**TASK INSTRUCTIONS**
Copy the lines below that contain "HttpChatBackend".
━━━━━━━━━━━━━━━━
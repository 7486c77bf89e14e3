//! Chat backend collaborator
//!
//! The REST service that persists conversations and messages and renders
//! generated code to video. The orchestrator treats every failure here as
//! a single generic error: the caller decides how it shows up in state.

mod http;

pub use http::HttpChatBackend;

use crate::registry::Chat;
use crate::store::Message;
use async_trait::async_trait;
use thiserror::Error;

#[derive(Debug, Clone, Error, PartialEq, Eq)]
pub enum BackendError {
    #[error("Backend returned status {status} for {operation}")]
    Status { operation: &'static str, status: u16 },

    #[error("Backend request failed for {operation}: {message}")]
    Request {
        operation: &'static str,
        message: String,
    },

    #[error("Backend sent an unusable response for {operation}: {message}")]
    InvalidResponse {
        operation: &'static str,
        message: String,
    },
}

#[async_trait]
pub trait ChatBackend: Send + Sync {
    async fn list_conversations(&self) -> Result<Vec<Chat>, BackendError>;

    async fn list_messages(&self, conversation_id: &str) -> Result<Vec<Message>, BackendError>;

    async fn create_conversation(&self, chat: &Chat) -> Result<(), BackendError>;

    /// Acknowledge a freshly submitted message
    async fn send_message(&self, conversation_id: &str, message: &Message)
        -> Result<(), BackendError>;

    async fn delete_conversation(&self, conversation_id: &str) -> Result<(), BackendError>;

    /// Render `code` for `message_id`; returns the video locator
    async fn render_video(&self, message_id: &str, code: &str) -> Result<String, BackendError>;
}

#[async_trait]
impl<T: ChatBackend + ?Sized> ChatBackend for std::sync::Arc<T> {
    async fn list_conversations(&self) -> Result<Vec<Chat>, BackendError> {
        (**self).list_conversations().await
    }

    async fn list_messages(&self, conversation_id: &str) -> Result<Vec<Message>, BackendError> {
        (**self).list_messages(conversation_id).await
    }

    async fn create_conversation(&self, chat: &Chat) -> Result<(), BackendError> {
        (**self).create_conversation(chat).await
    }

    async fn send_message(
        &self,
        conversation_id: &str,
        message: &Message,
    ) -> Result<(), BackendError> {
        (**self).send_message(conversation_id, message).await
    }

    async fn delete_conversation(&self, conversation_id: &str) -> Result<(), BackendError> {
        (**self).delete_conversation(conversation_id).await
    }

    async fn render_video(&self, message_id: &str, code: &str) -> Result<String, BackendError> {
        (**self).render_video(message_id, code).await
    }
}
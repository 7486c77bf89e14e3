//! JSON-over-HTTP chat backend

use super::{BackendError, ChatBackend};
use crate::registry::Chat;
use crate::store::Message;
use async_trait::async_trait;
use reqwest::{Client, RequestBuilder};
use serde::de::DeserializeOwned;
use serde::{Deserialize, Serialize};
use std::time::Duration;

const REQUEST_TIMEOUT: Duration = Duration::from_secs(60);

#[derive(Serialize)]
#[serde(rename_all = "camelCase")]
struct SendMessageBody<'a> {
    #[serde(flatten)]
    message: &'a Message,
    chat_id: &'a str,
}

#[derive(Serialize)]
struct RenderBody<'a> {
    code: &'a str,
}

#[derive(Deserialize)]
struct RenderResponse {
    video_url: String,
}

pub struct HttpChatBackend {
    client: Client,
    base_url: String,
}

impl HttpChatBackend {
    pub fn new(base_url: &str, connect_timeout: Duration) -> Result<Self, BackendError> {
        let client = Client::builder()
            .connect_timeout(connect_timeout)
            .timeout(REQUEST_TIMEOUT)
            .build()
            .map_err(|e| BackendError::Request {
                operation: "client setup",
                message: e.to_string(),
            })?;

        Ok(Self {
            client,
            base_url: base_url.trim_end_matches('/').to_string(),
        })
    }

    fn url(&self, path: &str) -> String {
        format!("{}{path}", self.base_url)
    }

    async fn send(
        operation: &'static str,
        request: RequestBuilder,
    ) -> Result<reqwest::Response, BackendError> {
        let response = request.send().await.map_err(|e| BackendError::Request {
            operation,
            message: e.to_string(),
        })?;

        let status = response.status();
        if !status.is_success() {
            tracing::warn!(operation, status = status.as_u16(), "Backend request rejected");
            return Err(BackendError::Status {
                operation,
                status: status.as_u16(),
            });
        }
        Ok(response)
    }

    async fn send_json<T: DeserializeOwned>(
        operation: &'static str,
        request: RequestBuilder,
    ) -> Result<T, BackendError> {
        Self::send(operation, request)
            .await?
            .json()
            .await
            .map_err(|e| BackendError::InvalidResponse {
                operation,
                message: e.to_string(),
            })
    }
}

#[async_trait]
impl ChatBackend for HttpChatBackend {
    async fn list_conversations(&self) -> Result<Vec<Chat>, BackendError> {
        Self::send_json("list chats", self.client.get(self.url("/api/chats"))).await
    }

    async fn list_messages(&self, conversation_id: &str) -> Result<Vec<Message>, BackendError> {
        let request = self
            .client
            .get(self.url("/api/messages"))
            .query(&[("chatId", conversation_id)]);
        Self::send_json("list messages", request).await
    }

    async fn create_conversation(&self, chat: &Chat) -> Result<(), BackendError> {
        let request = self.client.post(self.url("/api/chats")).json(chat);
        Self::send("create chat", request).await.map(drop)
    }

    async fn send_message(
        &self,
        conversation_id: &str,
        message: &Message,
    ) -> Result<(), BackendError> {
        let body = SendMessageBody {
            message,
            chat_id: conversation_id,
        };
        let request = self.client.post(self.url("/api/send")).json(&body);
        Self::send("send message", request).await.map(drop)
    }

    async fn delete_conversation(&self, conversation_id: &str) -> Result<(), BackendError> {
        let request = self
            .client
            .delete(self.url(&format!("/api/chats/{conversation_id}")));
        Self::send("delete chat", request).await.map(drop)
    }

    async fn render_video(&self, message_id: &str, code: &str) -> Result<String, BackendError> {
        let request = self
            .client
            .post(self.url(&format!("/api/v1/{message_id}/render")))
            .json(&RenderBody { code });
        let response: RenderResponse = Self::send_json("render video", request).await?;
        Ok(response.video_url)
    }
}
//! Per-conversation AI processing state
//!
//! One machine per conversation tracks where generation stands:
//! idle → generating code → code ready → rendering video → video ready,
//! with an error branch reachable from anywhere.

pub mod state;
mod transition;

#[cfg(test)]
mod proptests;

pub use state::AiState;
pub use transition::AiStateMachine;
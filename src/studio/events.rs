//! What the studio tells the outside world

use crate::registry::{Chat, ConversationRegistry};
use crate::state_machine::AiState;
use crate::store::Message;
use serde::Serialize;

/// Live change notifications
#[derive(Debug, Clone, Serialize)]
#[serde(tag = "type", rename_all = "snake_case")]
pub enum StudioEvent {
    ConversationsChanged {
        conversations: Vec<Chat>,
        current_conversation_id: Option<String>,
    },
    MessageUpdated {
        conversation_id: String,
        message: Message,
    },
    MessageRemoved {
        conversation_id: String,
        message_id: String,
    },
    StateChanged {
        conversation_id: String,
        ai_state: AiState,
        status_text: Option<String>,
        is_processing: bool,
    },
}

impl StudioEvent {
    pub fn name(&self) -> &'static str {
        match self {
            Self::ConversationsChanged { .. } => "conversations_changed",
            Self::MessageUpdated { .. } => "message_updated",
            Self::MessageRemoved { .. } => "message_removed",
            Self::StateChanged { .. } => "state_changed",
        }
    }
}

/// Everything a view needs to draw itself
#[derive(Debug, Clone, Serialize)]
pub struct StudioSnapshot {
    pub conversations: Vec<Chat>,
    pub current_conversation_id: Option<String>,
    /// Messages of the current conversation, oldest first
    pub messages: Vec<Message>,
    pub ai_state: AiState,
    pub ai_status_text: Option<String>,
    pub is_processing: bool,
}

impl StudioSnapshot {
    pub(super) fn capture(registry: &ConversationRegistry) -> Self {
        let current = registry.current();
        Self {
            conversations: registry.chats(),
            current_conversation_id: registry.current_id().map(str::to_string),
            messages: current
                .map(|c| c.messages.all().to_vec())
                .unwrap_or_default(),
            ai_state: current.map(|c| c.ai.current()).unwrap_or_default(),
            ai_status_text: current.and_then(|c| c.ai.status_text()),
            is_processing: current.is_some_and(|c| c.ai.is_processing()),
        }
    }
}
━━━━━━━━━━━━━━━━
**RESPONSE AREA**
pub use http::HttpChatBackend;
pub struct HttpChatBackend {
impl HttpChatBackend {
impl ChatBackend for HttpChatBackend {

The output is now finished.